C’est le désert à part la fondation Bill Gates. J’ai dénoncé cet investissement négligeable devant la Global Business Coalition for HIV/AIDS (union de multinationales sur le sida présidée par Richard Holbrooke, ndlr). Le temps pour les suppliques polies est terminé. Le secteur privé a une obligation morale de soigner ses salariés malades mais aussi de donner de l’argent au Fonds. On voit les limites des partenariats public-privé. Sans mécanisme de mise en oeuvre réglementaire, on en reste au plaidoyer de bonnes intentions.

La compétition entre l’Organisation mondiale de la santé, l’Onusida et le Fonds mondial ne nuit-elle pas à l’efficacité de la lutte contre les pandémies ?

C’est une vérité malheureuse.
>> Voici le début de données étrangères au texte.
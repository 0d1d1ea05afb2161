use crate::ui::messages::warning;
use serde::{Deserialize, Serialize};
use std::env;
use std::fs;
use std::io::{self, Write};
use std::path::PathBuf;

pub mod migrate; // use submodule at src/config/migrate.rs

#[derive(Debug, Serialize, Deserialize)]
pub struct Config {
    pub database: String,
    /// Organization name printed on report headers.
    #[serde(default = "default_organization")]
    pub organization: String,
}

fn default_organization() -> String {
    "ZeenAlZein".to_string()
}

impl Default for Config {
    fn default() -> Self {
        Self {
            database: Self::database_file().to_string_lossy().to_string(),
            organization: default_organization(),
        }
    }
}

impl Config {
    /// Return the standard configuration directory depending on the platform
    pub fn config_dir() -> PathBuf {
        if cfg!(target_os = "windows") {
            let appdata = env::var("APPDATA").unwrap_or_else(|_| ".".to_string());
            PathBuf::from(appdata).join("hourbook")
        } else {
            let home = env::var("HOME").unwrap_or_else(|_| ".".to_string());
            PathBuf::from(home).join(".hourbook")
        }
    }

    /// Return the full path of the config file
    pub fn config_file() -> PathBuf {
        Self::config_dir().join("hourbook.conf")
    }

    /// Return the full path of the SQLite database
    pub fn database_file() -> PathBuf {
        Self::config_dir().join("hourbook.sqlite")
    }

    /// Load configuration from file, or return defaults if not found.
    /// A broken file never aborts the program, it only costs a warning.
    pub fn load() -> Self {
        let path = Self::config_file();

        if !path.exists() {
            return Self::default();
        }

        match fs::read_to_string(&path) {
            Ok(content) => match serde_yaml::from_str(&content) {
                Ok(cfg) => cfg,
                Err(e) => {
                    warning(format!(
                        "Unreadable configuration file {:?} ({}), falling back to defaults.",
                        path, e
                    ));
                    Self::default()
                }
            },
            Err(e) => {
                warning(format!(
                    "Failed to read configuration file {:?} ({}), falling back to defaults.",
                    path, e
                ));
                Self::default()
            }
        }
    }

    /// Initialize configuration and database files
    pub fn init_all(custom_name: Option<String>, is_test: bool) -> io::Result<()> {
        let dir = Self::config_dir();
        fs::create_dir_all(&dir)?;

        // DB name: user provided or default
        let db_path = if let Some(name) = custom_name {
            let p = std::path::Path::new(&name);
            if p.is_absolute() {
                p.to_path_buf()
            } else {
                dir.join(p)
            }
        } else {
            dir.join("hourbook.sqlite")
        };

        let config = Config {
            database: db_path.to_string_lossy().to_string(),
            organization: default_organization(),
        };

        // Write config file
        if !is_test {
            let yaml = serde_yaml::to_string(&config)
                .map_err(|e| io::Error::other(format!("config serialize error: {e}")))?;
            let mut file = fs::File::create(Self::config_file())?;
            file.write_all(yaml.as_bytes())?;
            println!("✅ Config file: {:?}", Self::config_file());
        }

        // Create empty DB file if not exists
        if !db_path.exists() {
            fs::File::create(&db_path)?;
        }

        println!("✅ Database:    {:?}", db_path);

        Ok(())
    }
}
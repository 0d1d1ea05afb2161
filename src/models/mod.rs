pub mod employee;
pub mod hour_record;
pub mod project;

pub use employee::Employee;
pub use hour_record::{HourRecord, HourRecordRow};
pub use project::Project;
use serde::Serialize;

#[derive(Debug, Clone, Serialize)]
pub struct Employee {
    pub id: i64,
    pub first_name: String,          // ⇔ employees.first_name (TEXT)
    pub last_name: String,           // ⇔ employees.last_name (TEXT)
    pub phone_number: String,        // ⇔ employees.phone_number (TEXT UNIQUE)
    pub role: String,                // ⇔ employees.role (TEXT)
    pub hourly_rate: Option<f64>,    // ⇔ employees.hourly_rate (REAL, nullable)
    pub created_at: String,          // ⇔ employees.created_at (TEXT, ISO8601)
}

impl Employee {
    pub fn full_name(&self) -> String {
        format!("{} {}", self.first_name, self.last_name)
    }

    /// Earnings appear on reports only for employees with a positive rate.
    pub fn billable(&self) -> bool {
        matches!(self.hourly_rate, Some(r) if r > 0.0)
    }
}

/// Field set required to create an employee.
#[derive(Debug, Clone)]
pub struct NewEmployee {
    pub first_name: String,
    pub last_name: String,
    pub phone_number: String,
    pub role: String,
    pub hourly_rate: Option<f64>,
}

/// Partial update; `None` leaves a field untouched.
#[derive(Debug, Clone, Default)]
pub struct EmployeeChanges {
    pub first_name: Option<String>,
    pub last_name: Option<String>,
    pub phone_number: Option<String>,
    pub role: Option<String>,
    /// `Some(None)` clears the rate, `Some(Some(x))` sets it.
    pub hourly_rate: Option<Option<f64>>,
}

/// One of the employee's hour records, joined with project display fields.
#[derive(Debug, Clone, Serialize)]
pub struct EmployeeHours {
    pub record_id: i64,
    pub project_id: i64,
    pub project_name: String,
    pub project_date: chrono::NaiveDate,
    pub hours_worked: f64,
    pub created_at: String,
}

/// Employee plus their hour records.
#[derive(Debug, Serialize)]
pub struct EmployeeDetail {
    pub employee: Employee,
    pub records: Vec<EmployeeHours>,
}
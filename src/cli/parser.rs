use crate::export::ExportFormat;
use clap::{Parser, Subcommand};

/// Command-line interface definition for hourbook
/// Administrative backend to track employees, projects and logged hours
#[derive(Parser)]
#[command(
    name = "hourbook",
    version = env!("CARGO_PKG_VERSION"),
    about = "Administrative backend CLI: track employees, projects and per-project working hours using SQLite",
    long_about = None
)]
pub struct Cli {
    /// Override database path (useful for tests or custom DB)
    #[arg(global = true, long = "db")]
    pub db: Option<String>,

    /// Admin token (falls back to the HOURBOOK_ADMIN_TOKEN environment variable)
    #[arg(global = true, long = "token", value_name = "TOKEN")]
    pub token: Option<String>,

    /// Run in test mode (no config file update)
    #[arg(global = true, long = "test", hide = true)]
    pub test: bool,

    #[command(subcommand)]
    pub command: Commands,
}

#[derive(Subcommand)]
pub enum Commands {
    /// Initialize the configuration, the database and the first admin
    Init {
        /// Username for the initial admin account
        #[arg(long = "admin-user", value_name = "NAME", default_value = "admin")]
        admin_user: String,

        /// Token for the initial admin (generated and printed once when omitted)
        #[arg(long = "admin-token", value_name = "TOKEN")]
        admin_token: Option<String>,
    },

    /// Manage employees
    #[command(subcommand)]
    Employee(EmployeeCommand),

    /// Manage projects
    #[command(subcommand)]
    Project(ProjectCommand),

    /// Record and inspect logged hours
    #[command(subcommand)]
    Hours(HoursCommand),

    /// Show aggregate statistics, optionally narrowed to a period
    Stats {
        /// Only count projects and hours in this month (1-12)
        #[arg(long)]
        month: Option<u32>,

        /// Only count projects and hours in this year
        #[arg(long)]
        year: Option<i32>,
    },

    /// Render a monthly PDF timesheet for one employee
    Report {
        /// Employee id
        #[arg(long, value_name = "ID")]
        employee: i64,

        /// Reporting month (1-12)
        #[arg(long)]
        month: u32,

        /// Reporting year (defaults to the current year)
        #[arg(long)]
        year: Option<i32>,

        /// Output file (defaults to employee_<id>_report_<year>_<month>.pdf in the cwd)
        #[arg(long, value_name = "FILE")]
        out: Option<String>,

        /// Overwrite the output file without confirmation
        #[arg(long, short = 'f')]
        force: bool,
    },

    /// Export logged hours in various formats
    Export {
        /// Export format
        #[arg(long, value_enum, default_value = "csv")]
        format: ExportFormat,

        /// Output file path
        #[arg(long, value_name = "FILE")]
        file: String,

        /// Filter export by year/month/day or a custom range.
        ///
        /// Supported formats:
        /// - YYYY                   → entire year (e.g. "2025")
        /// - YYYY-MM                → entire month (e.g. "2025-06")
        /// - YYYY-MM-DD             → specific day (e.g. "2025-06-18")
        ///
        /// Ranges (start:end) in the same format:
        /// - YYYY:YYYY              → year range
        /// - YYYY-MM:YYYY-MM        → month range
        /// - YYYY-MM-DD:YYYY-MM-DD  → day range
        ///
        /// Special value:
        /// - all                    → export the entire archive
        #[arg(
            long,
            value_name = "RANGE",
            help = "Filter export by year/month/day or a custom range"
        )]
        range: Option<String>,

        /// Overwrite output file without confirmation
        #[arg(long, short = 'f')]
        force: bool,
    },

    /// Create a backup copy of the database
    Backup {
        /// Destination file path
        #[arg(long, value_name = "FILE")]
        file: String,

        /// Compress the backup into a zip archive
        #[arg(long)]
        compress: bool,
    },

    /// Print or manage the internal log table
    Log {
        #[arg(long = "print", help = "Print rows from the internal log table")]
        print: bool,
    },

    /// Manage the database (migrations, integrity checks, etc.)
    Db {
        #[arg(long = "migrate", help = "Run pending database migrations")]
        migrate: bool,

        #[arg(long = "check", help = "Check database integrity")]
        check: bool,

        #[arg(long = "vacuum", help = "Optimize the database using VACUUM")]
        vacuum: bool,

        #[arg(long = "info", help = "Show database information")]
        info: bool,
    },

    /// Manage the configuration file
    Config {
        #[arg(long = "print", help = "Print the current configuration file")]
        print_config: bool,

        #[arg(long = "check", help = "Check configuration file for missing fields")]
        check: bool,

        #[arg(long = "migrate", help = "Run configuration file migrations if needed")]
        migrate: bool,
    },
}

#[derive(Subcommand)]
pub enum EmployeeCommand {
    /// Add an employee
    Add {
        /// First name
        first_name: String,

        /// Last name
        last_name: String,

        /// Phone number (must be unique)
        #[arg(long, value_name = "PHONE")]
        phone: String,

        /// Role, e.g. "Electrician"
        #[arg(long, value_name = "ROLE")]
        role: String,

        /// Hourly rate in EUR (leave out for unrated employees)
        #[arg(long, value_name = "RATE")]
        rate: Option<f64>,
    },

    /// List employees
    List {
        /// Filter by role (substring, case-insensitive)
        #[arg(long)]
        role: Option<String>,

        /// Search in names and phone numbers (substring, case-insensitive)
        #[arg(long)]
        search: Option<String>,
    },

    /// Show one employee with all their hour records
    Show {
        /// Employee id
        id: i64,
    },

    /// Update employee fields
    Update {
        /// Employee id
        id: i64,

        #[arg(long = "first-name", value_name = "NAME")]
        first_name: Option<String>,

        #[arg(long = "last-name", value_name = "NAME")]
        last_name: Option<String>,

        #[arg(long, value_name = "PHONE")]
        phone: Option<String>,

        #[arg(long, value_name = "ROLE")]
        role: Option<String>,

        /// New hourly rate in EUR
        #[arg(long, value_name = "RATE", conflicts_with = "clear_rate")]
        rate: Option<f64>,

        /// Remove the hourly rate entirely
        #[arg(long = "clear-rate")]
        clear_rate: bool,
    },

    /// Delete an employee and all their hour records
    Del {
        /// Employee id
        id: i64,

        /// Skip the confirmation prompt
        #[arg(long, short = 'y')]
        yes: bool,
    },
}

#[derive(Subcommand)]
pub enum ProjectCommand {
    /// Add a project
    Add {
        /// Project name
        name: String,

        /// Project date (YYYY-MM-DD)
        #[arg(long, value_name = "DATE")]
        date: String,

        /// Free-form description
        #[arg(long, value_name = "TEXT", default_value = "")]
        description: String,
    },

    /// List projects with the number of employees booked on each
    List {
        /// Only projects on this exact date (YYYY-MM-DD); overrides --month/--year
        #[arg(long, value_name = "DATE")]
        date: Option<String>,

        /// Only projects in this month (1-12)
        #[arg(long)]
        month: Option<u32>,

        /// Only projects in this year
        #[arg(long)]
        year: Option<i32>,

        /// Search in name and description (substring, case-insensitive)
        #[arg(long)]
        search: Option<String>,
    },

    /// Show one project with every employee booked on it
    Show {
        /// Project id
        id: i64,
    },

    /// Update project fields
    Update {
        /// Project id
        id: i64,

        #[arg(long, value_name = "NAME")]
        name: Option<String>,

        #[arg(long, value_name = "TEXT")]
        description: Option<String>,

        /// New project date (YYYY-MM-DD)
        #[arg(long, value_name = "DATE")]
        date: Option<String>,
    },

    /// Delete a project and all hours recorded on it
    Del {
        /// Project id
        id: i64,

        /// Skip the confirmation prompt
        #[arg(long, short = 'y')]
        yes: bool,
    },
}

#[derive(Subcommand)]
pub enum HoursCommand {
    /// Record hours for an employee on a project (overwrites a previous booking)
    Record {
        /// Employee id
        #[arg(long, value_name = "ID")]
        employee: i64,

        /// Project id
        #[arg(long, value_name = "ID")]
        project: i64,

        /// Worked hours (defaults to 0)
        #[arg(long)]
        hours: Option<f64>,
    },

    /// List hour records
    List {
        /// Filter by employee id
        #[arg(long, value_name = "ID")]
        employee: Option<i64>,

        /// Filter by project id
        #[arg(long, value_name = "ID")]
        project: Option<i64>,

        /// Only records whose project date is on or after this date (YYYY-MM-DD)
        #[arg(long, value_name = "DATE")]
        from: Option<String>,

        /// Only records whose project date is on or before this date (YYYY-MM-DD)
        #[arg(long, value_name = "DATE")]
        to: Option<String>,
    },

    /// Delete a single hour record
    Del {
        /// Record id
        id: i64,

        /// Skip the confirmation prompt
        #[arg(long, short = 'y')]
        yes: bool,
    },
}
Alors que la pandémie fait des ravages depuis vingt ans, ce n’est qu’en 2004 que le rapport de l’Onusida a enfin distingué les genres dans la pandémie et évoqué spécifiquement le visage féminin de la pandémie. Reste que le lancement de « 3 X 5 » (trois millions de personnes sous traitement en 2005, ndlr) de l’OMS a changé la donne. La compétition s’estompe. L’inflexion est aussi réelle dans beaucoup de pays du Sud qui ont compris qu’ils n’auraient rien sans programmes opérationnels. Il y a quand même des raisons d’espérer. A condition de ne pas abdiquer devant les égoïsmes nationaux.